Pat was surprised at Laurence’s appearance, but it wasn’t at the way she was dressed. Nor was it solely how lovely she was, although she was quite lovely to look at. It was, he realized, how interesting the look in her beautiful eyes was. There was no French arrogance in them, but its opposite, something akin to humility or a complicated, frustrating sadness not unlike his own. This look, whether imagined or real, and the thought it sparked in his overworked mind, took Pat for a moment—a very brief moment—out of himself, a process that on some wider level he observed with gratitude.
“Shall we go?” Laurence said softly, bringing him swiftly but gently back to the grim task at hand.
The ride to the hospital in Laurence’s black Peugeot station wagon was short and quiet. Once there, Laurence spoke rapidly in French to a desk clerk, then shepherded Pat into an elevator which took them to the basement.
“Wait,” she said when they exited the elevator; then, turning, she walked quickly down a long corridor, her high heels clicking on the tiled floor. She disappeared behind double swinging doors, reemerging a moment later and gesturing to Pat to come. It was a long walk for Pat, longer even than the one he had taken twenty-nine years ago to confirm for himself that his wife of eight months was dead. Laurence held open one of the swinging doors for him and he entered a squarish, harshly lit room with a wall of stainless steel body lockers at one end and an autopsy station at the other, where a lab technician in a white smock stood next to a gurney. Pat took this scene in for a moment and then felt officer Laurence’s hand on his left forearm. At the gurney, Laurence nodded to the technician, who pulled down gently on the pale green sheet. Pat’s eyes went first to the shaved head, then to the crude sutures at the right temple, and then finally to the face, white and stony in death these last four days. It was not Megan. It was a woman generally of Megan’s age and size and coloring, but it was not her.
“This is your daughter, Monsieur Nolan?”
Pat’s mind had stopped working for a second, but it started again when he heard officer Laurence’s voice. Other voices then filled his head.
My birthday’s coming up. You can bring me a present.
A quick cremation.
Have faith, Monsieur. You will be led to her.

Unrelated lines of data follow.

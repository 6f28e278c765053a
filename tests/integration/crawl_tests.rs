//! Integration tests for the crawler
//!
//! These tests use wiremock to create mock HTTP servers and test
//! the full crawl cycle end-to-end through the engine's command and
//! event surface.

use linkscout::crawler::crawl;
use linkscout::output::build_report;
use linkscout::robots::MAX_CRAWL_DELAY_SECS;
use linkscout::storage::{session_id, SessionStore, SqliteSessionStore};
use linkscout::{CrawlConfig, CrawlEngine, CrawlEvent, CrawlResult, CrawlStatus, ScoutError};
use std::sync::{Arc, Mutex};
use std::time::{Duration, Instant};
use tokio::sync::mpsc::UnboundedReceiver;
use wiremock::matchers::{method, path};
use wiremock::{Mock, MockServer, Request, Respond, ResponseTemplate};

/// Builds an HTML page with enough text not to count as empty
fn html_page(title: &str, links: &[&str]) -> String {
    let anchors: String = links
        .iter()
        .map(|href| format!("<a href=\"{}\">{}</a>\n", href, href))
        .collect();
    format!(
        "<html><head><title>{}</title></head><body>\
         <p>This page has enough visible text to stay above the emptiness threshold \
         used by the auditor in every one of these tests.</p>\n{}</body></html>",
        title, anchors
    )
}

async fn mount_page(server: &MockServer, route: &str, links: &[&str]) {
    Mock::given(method("GET"))
        .and(path(route))
        .respond_with(ResponseTemplate::new(200).set_body_raw(html_page(route, links), "text/html"))
        .mount(server)
        .await;
}

async fn mount_slow_page(server: &MockServer, route: &str, links: &[&str], delay: Duration) {
    Mock::given(method("GET"))
        .and(path(route))
        .respond_with(
            ResponseTemplate::new(200)
                .set_body_raw(html_page(route, links), "text/html")
                .set_delay(delay),
        )
        .mount(server)
        .await;
}

async fn mount_robots(server: &MockServer, body: &str) {
    Mock::given(method("GET"))
        .and(path("/robots.txt"))
        .respond_with(ResponseTemplate::new(200).set_body_raw(body.to_string(), "text/plain"))
        .mount(server)
        .await;
}

/// Creates a test configuration seeded at the mock server's root
fn create_test_config(server: &MockServer) -> CrawlConfig {
    let mut config = CrawlConfig::with_seed(format!("{}/", server.uri()));
    config.timeout_ms = 5_000;
    config.user_agent = "TestBot/1.0".to_string();
    config
}

fn page_url(server: &MockServer, route: &str) -> String {
    format!("{}{}", server.uri(), route)
}

/// Receives events until a terminal one arrives
async fn collect_events(events: &mut UnboundedReceiver<CrawlEvent>) -> Vec<CrawlEvent> {
    let mut collected = Vec::new();
    loop {
        let event = tokio::time::timeout(Duration::from_secs(20), events.recv())
            .await
            .expect("timed out waiting for crawl events")
            .expect("event stream closed");
        let terminal = event.is_terminal();
        collected.push(event);
        if terminal {
            return collected;
        }
    }
}

/// Receives events until one matches, returning it
async fn wait_for<F>(events: &mut UnboundedReceiver<CrawlEvent>, mut matches: F) -> CrawlEvent
where
    F: FnMut(&CrawlEvent) -> bool,
{
    loop {
        let event = tokio::time::timeout(Duration::from_secs(20), events.recv())
            .await
            .expect("timed out waiting for event")
            .expect("event stream closed");
        if matches(&event) {
            return event;
        }
        assert!(!event.is_terminal(), "crawl ended early with {:?}", event);
    }
}

fn completed(events: &[CrawlEvent]) -> &CrawlResult {
    match events.last() {
        Some(CrawlEvent::Completed(result)) => result,
        other => panic!("expected completed, got {:?}", other),
    }
}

Megan was alive but wanted the world to think she was dead. The world except for Pat and the flower girl on the Street of Flowers. “Yes,”he answered, nodding, and at the same time reaching out and placing his right hand over the body’s left hand. He pressed through the sheet to feel for the heavy silver ring that he had bought for Lorrie on their honeymoon and then given to Megan when she turned sixteen. To the best of his knowledge, she had not taken it off since. He confirmed its absence, then stepped away from the gurney, keeping his eyes on the unknown woman who had visited Megan on December 30 and killed herself in furtherance of what dark and strange conspiracy—a conspiracy he had now joined—Pat could not fathom. Why, Megan? And where are you?
“She has lost weight from her cancer,” said Laurence.
The detective nodded to the technician, who pulled the sheet up and began wheeling the gurney toward the lockers.
“Detective Laurence,” Pat said.
“I would like to have my daughter cremated today if possible. Can you help me?”
“Yes. Upstairs we will sign papers to release the body. We will call a crematorium from my cell phone.”
“And her personal effects?”
“I have them in my car. I will take you to her room if you like.”
“Yes. I would.”
“Perhaps you would like something to eat first, a drink?”
Yes, I could use a drink, a long night of drinking, Pat thought, realizing, as Laurence stared intently at him that the stunned look on his face was not what she thought it was, sorry that he had had to lie to her.
“No,” he said, thanking her with his eyes for the sympathy in hers. “Let’s get it over with.”